Although it was designed for generalized anxiety, the GAD-7 also performs reasonably well as a general anxiety screen. Like the PHQ-9, its real strength is consistency over time — repeating it can show whether anxiety is settling or building.
What each score range means
These ranges describe how heavy the symptoms are, not a verdict about you:
- 0–4 (Minimal): Little to no anxiety reported.
- 5–9 (Mild): Some symptoms; self-care and monitoring are often reasonable.
- 10–14 (Moderate): At or above the usual cutoff of 10 — a clinical conversation is recommended.
- 15–21 (Severe): Pronounced symptoms; professional support is usually warranted.

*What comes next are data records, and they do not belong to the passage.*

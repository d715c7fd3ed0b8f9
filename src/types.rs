//! Common types used across mcc_mu
//!
//! Addresses, endpoint identifiers and timeouts shared by the transport,
//! the shared-memory layout and the MCC API.

use core::fmt;
use core::time::Duration;

// ============================================================================
// Cores
// ============================================================================

/// Identifier of one of the two cores sharing the MCC region
#[derive(Debug, Clone, Copy, PartialEq, Eq, PartialOrd, Ord, Hash, Default)]
pub struct CoreId(pub u32);

impl CoreId {
    /// The general-purpose core running the full OS
    pub const HOST: Self = Self(0);
    /// The companion real-time core
    pub const PEER: Self = Self(1);

    /// The other participant of the point-to-point link
    pub const fn other(self) -> Self {
        Self(self.0 ^ 1)
    }

    /// Index into per-core tables of the shared layout
    pub const fn index(self) -> usize {
        self.0 as usize
    }
}

impl fmt::Display for CoreId {
    fn fmt(&self, f: &mut fmt::Formatter<'_>) -> fmt::Result {
        write!(f, "core{}", self.0)
    }
}

// ============================================================================
// Endpoints
// ============================================================================

/// Port number reserved to mark unused endpoint table slots
pub const RESERVED_PORT: u32 = 0;

/// Destination address for delivered buffers
///
/// An endpoint lives on one core; `node` and `port` select the receive
/// queue there. The core is carried along so signals can be routed.
#[derive(Debug, Clone, Copy, PartialEq, Eq, Hash)]
pub struct Endpoint {
    pub core: CoreId,
    pub node: u32,
    pub port: u32,
}

impl Endpoint {
    pub const fn new(core: CoreId, node: u32, port: u32) -> Self {
        Self { core, node, port }
    }

    /// Whether the endpoint addresses a usable port
    pub fn is_valid(&self) -> bool {
        self.port != RESERVED_PORT && self.core.index() < crate::shm::NUM_CORES
    }
}

impl fmt::Display for Endpoint {
    fn fmt(&self, f: &mut fmt::Formatter<'_>) -> fmt::Result {
        write!(f, "{}:{}:{}", self.core.0, self.node, self.port)
    }
}

// ============================================================================
// Physical addresses
// ============================================================================

/// Physical address of a shared buffer as both cores see it
///
/// Stored in the shared structures instead of pointers. Zero is the list
/// terminator.
#[derive(Debug, Clone, Copy, PartialEq, Eq, PartialOrd, Ord, Hash, Default)]
pub struct PhysAddr(pub u32);

impl PhysAddr {
    pub const NULL: Self = Self(0);

    pub fn is_null(self) -> bool {
        self.0 == 0
    }
}

impl fmt::Display for PhysAddr {
    fn fmt(&self, f: &mut fmt::Formatter<'_>) -> fmt::Result {
        write!(f, "{:#010x}", self.0)
    }
}

// ============================================================================
// Timeouts
// ============================================================================

/// Millisecond value meaning "wait forever" in the numeric API
pub const TIME_INFINITE: u32 = 0xFFFF_FFFF;

/// Bound on a blocking wait
#[derive(Debug, Clone, Copy, PartialEq, Eq)]
pub enum Timeout {
    /// Check once and return
    NoWait,
    /// Give up after the duration elapsed
    After(Duration),
    /// Block until the condition holds
    Forever,
}

impl Timeout {
    pub const fn from_millis(ms: u32) -> Self {
        match ms {
            0 => Timeout::NoWait,
            TIME_INFINITE => Timeout::Forever,
            ms => Timeout::After(Duration::from_millis(ms as u64)),
        }
    }

    /// Absolute deadline given the current time, `None` when unbounded
    pub fn deadline(self, now: Duration) -> Option<Duration> {
        match self {
            Timeout::NoWait => Some(now),
            Timeout::After(d) => Some(now.saturating_add(d)),
            Timeout::Forever => None,
        }
    }
}

impl From<u32> for Timeout {
    fn from(ms: u32) -> Self {
        Self::from_millis(ms)
    }
}

impl From<Duration> for Timeout {
    fn from(d: Duration) -> Self {
        if d.is_zero() {
            Timeout::NoWait
        } else {
            Timeout::After(d)
        }
    }
}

Why the cutoff of 10 matters
In the tool's validation research, a score of 10 or higher was identified as a reasonable threshold for likely generalized anxiety that warrants a closer look. It is not a diagnosis — it's a signal that the symptoms are frequent enough to be worth discussing with a professional.
Anxiety also overlaps heavily with stress and with depression, so a high GAD-7 often goes hand in hand with other things. That's why a conversation, rather than a number alone, is what leads to clarity.
Key takeaways
- GAD-7 scores run 0–21; higher means more anxiety symptoms over two weeks.
- Ranges: 0–4 minimal, 5–9 mild, 10–14 moderate, 15–21 severe.
- A score of 10+ is the usual point to seek further evaluation.
- Anxiety overlaps with stress and depression — the number is a starting point, not a diagnosis.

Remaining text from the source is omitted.